On a girl’s weekend with two of my besties a number of years ago, one of my
friends silenced me when I initiated the menopause conversation. She was not
ready to go there. What I proposed to her was, contrary to her expectation, that I
don’t believe we are doomed to the bleak list of symptoms so often detailed in
graphic clarity on all menopause-related sites, articles and books. “Oh”, she said
“you are a menopause deny-er”. “Yes I am” was my reply.
I deny the inevitability of the range and severity of the symptoms we seem to be
destined to suffer. Her main concern, there and then, on the spot, was not so
much of the hot flushes, depression and lack of libido – no, it was of becoming
square. Yes, square. As soon as she said it I understood what she meant (more
on this in a later chapter).

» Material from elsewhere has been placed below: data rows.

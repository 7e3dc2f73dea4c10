use serde::Serialize;
use std::collections::{HashMap, HashSet};
use std::fmt;

use crate::tokenizer::Analyzer;

/// One unit of evidence that `term` appeared on the page at `url`.
#[derive(Debug, Clone, PartialEq, Eq)]
pub struct WordOccurrence {
    pub term: String,
    pub url: String,
    pub count: u32,
}

impl WordOccurrence {
    pub fn once(term: impl Into<String>, url: impl Into<String>) -> Self {
        Self { term: term.into(), url: url.into(), count: 1 }
    }
}

/// URLs dispatched for crawling, kept in dispatch order.
#[derive(Debug, Default, Clone)]
pub struct VisitedSet {
    seen: HashSet<String>,
    order: Vec<String>,
}

impl VisitedSet {
    pub fn new() -> Self { Self::default() }

    /// Returns false if the URL was already present.
    pub fn insert(&mut self, url: &str) -> bool {
        if self.seen.contains(url) {
            return false;
        }
        self.seen.insert(url.to_string());
        self.order.push(url.to_string());
        true
    }

    pub fn contains(&self, url: &str) -> bool { self.seen.contains(url) }

    pub fn len(&self) -> usize { self.order.len() }

    pub fn is_empty(&self) -> bool { self.order.is_empty() }

    pub fn iter(&self) -> impl Iterator<Item = &str> {
        self.order.iter().map(String::as_str)
    }
}

/// term -> (url -> cumulative count). Counts only grow.
#[derive(Debug, Default, Clone)]
pub struct InvertedIndex {
    postings: HashMap<String, HashMap<String, u32>>,
}

impl InvertedIndex {
    pub fn new() -> Self { Self::default() }

    /// Adds an occurrence. Empty terms and zero counts leave the index untouched.
    pub fn record(&mut self, occurrence: &WordOccurrence) {
        if occurrence.term.is_empty() || occurrence.count == 0 {
            return;
        }
        let per_url = self.postings.entry(occurrence.term.clone()).or_default();
        let slot = per_url.entry(occurrence.url.clone()).or_insert(0);
        *slot = slot.saturating_add(occurrence.count);
    }

    pub fn count(&self, term: &str, url: &str) -> u32 {
        self.postings
            .get(term)
            .and_then(|per_url| per_url.get(url))
            .copied()
            .unwrap_or(0)
    }

    pub fn num_terms(&self) -> usize { self.postings.len() }

    pub fn query(&self, term: &str) -> SearchOutcome {
        match self.postings.get(term) {
            Some(per_url) if !per_url.is_empty() => SearchOutcome::Found(TermReport::from_counts(per_url)),
            _ => SearchOutcome::NotFound,
        }
    }
}

/// Per-URL counts for a term, highest count first, ties broken by URL.
#[derive(Debug, Clone, PartialEq, Eq, Serialize)]
pub struct TermReport {
    pub per_url: Vec<(String, u32)>,
    pub total_occurrences: u64,
    pub url_count: usize,
}

impl TermReport {
    fn from_counts(per_url: &HashMap<String, u32>) -> Self {
        let mut rows: Vec<(String, u32)> = per_url.iter().map(|(u, c)| (u.clone(), *c)).collect();
        rows.sort_by(|a, b| b.1.cmp(&a.1).then_with(|| a.0.cmp(&b.0)));
        let total_occurrences = rows.iter().map(|(_, c)| u64::from(*c)).sum();
        Self { url_count: rows.len(), total_occurrences, per_url: rows }
    }

    pub fn count_for(&self, url: &str) -> Option<u32> {
        self.per_url.iter().find(|(u, _)| u == url).map(|(_, c)| *c)
    }
}

#[derive(Debug, Clone, PartialEq, Eq, Serialize)]
#[serde(tag = "status", rename_all = "snake_case")]
pub enum SearchOutcome {
    Found(TermReport),
    NotFound,
}

impl SearchOutcome {
    pub fn is_found(&self) -> bool { matches!(self, SearchOutcome::Found(_)) }

    pub fn report(&self) -> Option<&TermReport> {
        match self {
            SearchOutcome::Found(r) => Some(r),
            SearchOutcome::NotFound => None,
        }
    }
}

/// What `SearchWord` hands back to the menu: the term as typed plus the outcome.
#[derive(Debug, Clone, Serialize)]
pub struct SearchReport {
    pub term: String,
    #[serde(flatten)]
    pub outcome: SearchOutcome,
}

impl fmt::Display for SearchReport {
    fn fmt(&self, f: &mut fmt::Formatter<'_>) -> fmt::Result {
        writeln!(f, "Results for '{}':", self.term)?;
        match &self.outcome {
            SearchOutcome::NotFound => writeln!(f, "Word '{}' not found", self.term),
            SearchOutcome::Found(report) if report.total_occurrences == 0 => {
                writeln!(f, "Word '{}' has no recorded occurrences", self.term)
            }
            SearchOutcome::Found(report) => {
                for (url, count) in &report.per_url {
                    writeln!(f, "{url}: {count}")?;
                }
                writeln!(f, "Total occurrences: {}", report.total_occurrences)?;
                writeln!(f, "Total URLs: {}", report.url_count)
            }
        }
    }
}

/// The read-only index left behind once the aggregator has seen `Done`.
#[derive(Debug, Default, Clone)]
pub struct CrawlIndex {
    index: InvertedIndex,
    visited: VisitedSet,
    analyzer: Analyzer,
}

impl CrawlIndex {
    pub fn new(index: InvertedIndex, visited: VisitedSet, analyzer: Analyzer) -> Self {
        Self { index, visited, analyzer }
    }

    /// Exact lookup of an already-canonical term.
    pub fn query(&self, term: &str) -> SearchOutcome { self.index.query(term) }

    /// Trims and analyzes `raw` the same way page text was analyzed, then looks it up.
    pub fn search_word(&self, raw: &str) -> SearchReport {
        search_with(&self.index, &self.analyzer, raw)
    }

    pub fn index(&self) -> &InvertedIndex { &self.index }

    pub fn visited(&self) -> &VisitedSet { &self.visited }
}

pub(crate) fn search_with(index: &InvertedIndex, analyzer: &Analyzer, raw: &str) -> SearchReport {
    let term = raw.trim();
    let outcome = match analyzer.analyze(term) {
        Some(canonical) => index.query(&canonical),
        None => SearchOutcome::NotFound,
    };
    SearchReport { term: term.to_string(), outcome }
}

#[cfg(test)]
mod tests {
    use super::*;

    #[test]
    fn visited_insert_is_idempotent() {
        let mut v = VisitedSet::new();
        assert!(v.insert("https://a/"));
        assert!(!v.insert("https://a/"));
        assert_eq!(v.len(), 1);
    }

    #[test]
    fn zero_total_formats_distinctly() {
        let report = SearchReport {
            term: "ghost".into(),
            outcome: SearchOutcome::Found(TermReport { per_url: vec![], total_occurrences: 0, url_count: 0 }),
        };
        let text = report.to_string();
        assert!(text.contains("no recorded occurrences"));
        assert!(!text.contains("not found"));
    }
}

Menopause brings a plethora of negative prospects to
us in popular folklore. Dig in to the abyss in scientific literature on the topic and
you will come out with crawling skin, a prolapsed womb and a vagina that might
dry up, atrophy and possibly fall out! Being ‘square’ might end up being the very
least of your problems.
Has any positive site, book, or study been yet cited in major popular publications
that highlight the many benefits that can accompany this phase in life? What of
the shedding of the old and embracing of the new? What of finding your own
voice, possibly for the first time in your life? What of the freedom from the threat
of reproduction to getting to enjoy your sexuality for the very sake of it? Where
are the positive expectations detailed? Little wonder then that we use the word
‘menopausal’ as almost an insult, a belittlement or a curse. “The poor woman,
she must be menopausal”. It’s about time, right now, today, this very minute that
we put an end to such dismal expectations about this very natural phase in life
and recognise it for what it can represent; an awakening; a re-birthing; a move
towards our authentic selves.
Why are we so fearful of transitioning to a better us? Teenagers the world over
are belittled for the same reasons “The poor girl, it’s tough being a teenager”.

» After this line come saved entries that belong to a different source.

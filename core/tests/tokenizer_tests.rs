use index_core::tokenizer::{normalize, Analyzer};

#[test]
fn it_cleans_words() {
    assert_eq!(normalize("Hello,"), "hello");
    assert_eq!(normalize("--well—known--"), "wellknown");
    assert_eq!(normalize("!!!"), "");
    assert_eq!(normalize("(Rust's)"), "rusts");
    assert_eq!(normalize("state-of-the-art"), "stateoftheart");
    assert_eq!(normalize("1990–2000"), "19902000");
}

#[test]
fn it_is_idempotent() {
    let samples = [
        "Hello,", "--well—known--", "!!!", "“quoted”", "café", "A.B.C.", "<tag>", "x–y—z", "", "   ", "MiXeD123",
        "İstanbul", "naïve-ly", "e.g.,",
    ];
    for s in samples {
        let once = normalize(s);
        assert_eq!(normalize(&once), once, "not idempotent for {s:?}");
    }
}

#[test]
fn it_strips_non_ascii_letters() {
    // accented letters are dropped, not folded
    assert_eq!(normalize("café"), "caf");
}

#[test]
fn tokens_keep_document_order_and_drop_empties() {
    let analyzer = Analyzer::default();
    let terms: Vec<String> = analyzer.tokens("The quick — brown fox!  ...  jumps").collect();
    assert_eq!(terms, vec!["the", "quick", "brown", "fox", "jumps"]);
}

#[test]
fn stemming_applies_to_every_token() {
    let analyzer = Analyzer::new(true);
    assert!(analyzer.stems());
    let terms: Vec<String> = analyzer.tokens("Runners running ran").collect();
    assert_eq!(terms[1], "run");
}
use thiserror::Error;

/// Why a single page could not be fetched. Always recovered by the
/// traversal: the page's subtree is skipped and the crawl moves on.
#[derive(Debug, Error)]
pub enum FetchError {
    #[error("invalid url {url}: {source}")]
    InvalidUrl {
        url: String,
        #[source]
        source: url::ParseError,
    },

    #[error("request to {url} failed: {source}")]
    Transport {
        url: String,
        #[source]
        source: reqwest::Error,
    },

    #[error("{url} answered with status {status}")]
    Status { url: String, status: u16 },

    #[error("reading body of {url} failed: {source}")]
    Body {
        url: String,
        #[source]
        source: reqwest::Error,
    },
}

#[derive(Debug, Error, PartialEq, Eq)]
pub enum ConfigError {
    #[error("{field} is not a valid absolute url: {value}")]
    BadUrl { field: &'static str, value: String },

    #[error("start url {start} lies outside the allowed prefix {prefix}")]
    StartNotAllowed { start: String, prefix: String },

    #[error("{0} must be greater than zero")]
    Zero(&'static str),
}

Instead we need to embrace change and do our best with the discomfort that
accompanies it. Kids when I was growing up, as they developed hormonally,
often suffered acne, an in-your-face expression of the hormonal hell they might
have been going through. Today we expect more for them, we treat such
outbreaks and do not accept it as par for the course. They know little of it.

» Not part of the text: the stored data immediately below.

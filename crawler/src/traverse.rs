use std::collections::HashSet;

use index_core::{Analyzer, IndexHandle, WordOccurrence};

use crate::extract::extract;
use crate::fetch::Fetch;
use crate::resolve::UrlScope;

#[derive(Debug, Default, Clone, PartialEq, Eq)]
pub struct CrawlStats {
    pub dispatched: usize,
    pub fetched: usize,
    pub failed: usize,
    pub occurrences: u64,
    pub skipped_disallowed: usize,
    pub budget_exhausted: bool,
}

/// Depth-first crawler confined to a [`UrlScope`].
///
/// Recursion is replaced by an explicit stack: children are pushed in
/// reverse so they are visited in link order. A URL is marked visited
/// locally and reported to the aggregator before it is fetched; a URL that
/// is already visited is never dispatched again.
///
/// `max_depth` limits the length of the link path along which a page was
/// *first* reached. A page first found through a long path keeps that
/// depth even if a shorter path to it turns up later, so its children may
/// be cut off although they are within the limit by the shorter path.
pub struct Traversal<F> {
    fetcher: F,
    scope: UrlScope,
    analyzer: Analyzer,
    sink: IndexHandle,
    max_pages: usize,
    max_depth: Option<usize>,
}

impl<F: Fetch> Traversal<F> {
    pub fn new(fetcher: F, scope: UrlScope, analyzer: Analyzer, sink: IndexHandle) -> Self {
        Self { fetcher, scope, analyzer, sink, max_pages: usize::MAX, max_depth: None }
    }

    pub fn max_pages(mut self, max_pages: usize) -> Self {
        self.max_pages = max_pages;
        self
    }

    pub fn max_depth(mut self, max_depth: Option<usize>) -> Self {
        self.max_depth = max_depth;
        self
    }

    pub async fn run(&self, start: &str) -> CrawlStats {
        let mut stats = CrawlStats::default();
        if !self.scope.is_allowed(start) {
            tracing::warn!(url = start, "start url is outside the allowed prefix, nothing to crawl");
            stats.skipped_disallowed += 1;
            return stats;
        }

        let mut visited: HashSet<String> = HashSet::new();
        let mut stack: Vec<(String, usize)> = vec![(start.to_string(), 0)];

        while let Some((url, depth)) = stack.pop() {
            if visited.contains(&url) {
                continue;
            }
            if stats.dispatched >= self.max_pages {
                tracing::info!(max_pages = self.max_pages, pending = stack.len() + 1, "page budget exhausted");
                stats.budget_exhausted = true;
                break;
            }
            visited.insert(url.clone());
            stats.dispatched += 1;
            if self.sink.emit_visited(&url).await.is_err() {
                break;
            }

            let body = match self.fetcher.fetch(&url).await {
                Ok(body) => body,
                Err(e) => {
                    tracing::warn!(%url, error = %e, "error fetching page");
                    stats.failed += 1;
                    continue;
                }
            };
            stats.fetched += 1;

            let page = extract(&body);
            let (links, rejected) = self.scope.admit(&page.links);
            stats.skipped_disallowed += rejected;

            let mut words = 0u64;
            for term in self.analyzer.tokens(&page.text) {
                if self.sink.emit_occurrence(WordOccurrence::once(term, url.as_str())).await.is_err() {
                    return stats;
                }
                words += 1;
            }
            stats.occurrences += words;
            tracing::info!(%url, depth, words, links = links.len(), rejected, "crawled page");

            if self.max_depth.is_some_and(|max| depth >= max) {
                continue;
            }
            for link in links.into_iter().rev() {
                if !visited.contains(&link) {
                    stack.push((link, depth + 1));
                }
            }
        }

        stats
    }
}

Equally, we see kids educate themselves about nutrition and fitness and often
(not always of course) find ways to deal with the, what was once deemed
“puppy-fat” of their youth. Teenagers have high expectations today and rightly.
They are not to be pitied because they are going through a period of hormonal
transition. They will come out the other side, relatively unscathed; better,
stronger, more mature.
So too for menopause. If we are given the supports we need to stave off our
version of teenage acne (I could list the almost forty symptom here but you will
either have experienced them or read about them elsewhere and I do not believe
in accentuating the negative) we too can evolve into better, stronger, more
mature women. One of my very favourite sayings, always, as I read in Wayne
Dyer’s The Power of Intention many years ago, is “Change the way you look at
things and the things you look at will change”. When it comes to Menopause that
is purported to last between four and twelve years, we need, collectively, to
change the way we look at it and approach it. We need not suffer its various
symptoms in the immediate (we can mitigate these through the use of hormone
replacement for instance); rather, we need to embrace the changes it brings to us
in our outlook and what we value.
Question the negativity associated with Menopause and focus on the positives to
bring about more of them. A fundamental law of quantum physics is that where
we place our focus is where we place our energy (Dr Joe Dispenza has some
phenomenal current research on this). Focus on the many positives that
accompany this stage in life and you will see more of them. In this book you will
see some aspects that I think we need to specifically focus on at this stage, to be
the best version of ourselves that we can be.
Let’s, going forward, expect to be fabulous at this and all ages. Not fabulous “for
our age” which means a limited view of ourselves. We will never exceed our
self-set limits. Align instead with the version of yourself you want to be. Have an
image in your mind of how you will look, feel and act. Create a vision for your
new and constantly improving self. My contemporaries that exemplify physical
fitness and health are Jenifer Lopez, Jennifer Aniston, Helena Chistensen; older
are Elizabeth Hurley, Elle McPhearson, Cindy Crawford; older again think Helen
Mirren, Christine Brinkley, Iman; ultimately Jane Fonda. Whoever it is that comes
to your mind of how you want to look, feel and act, put that image firmly in there.
Use it to inspire you, to give you hope; to give you direction. Your muse may be
local to you; I’m relying on Universal images here.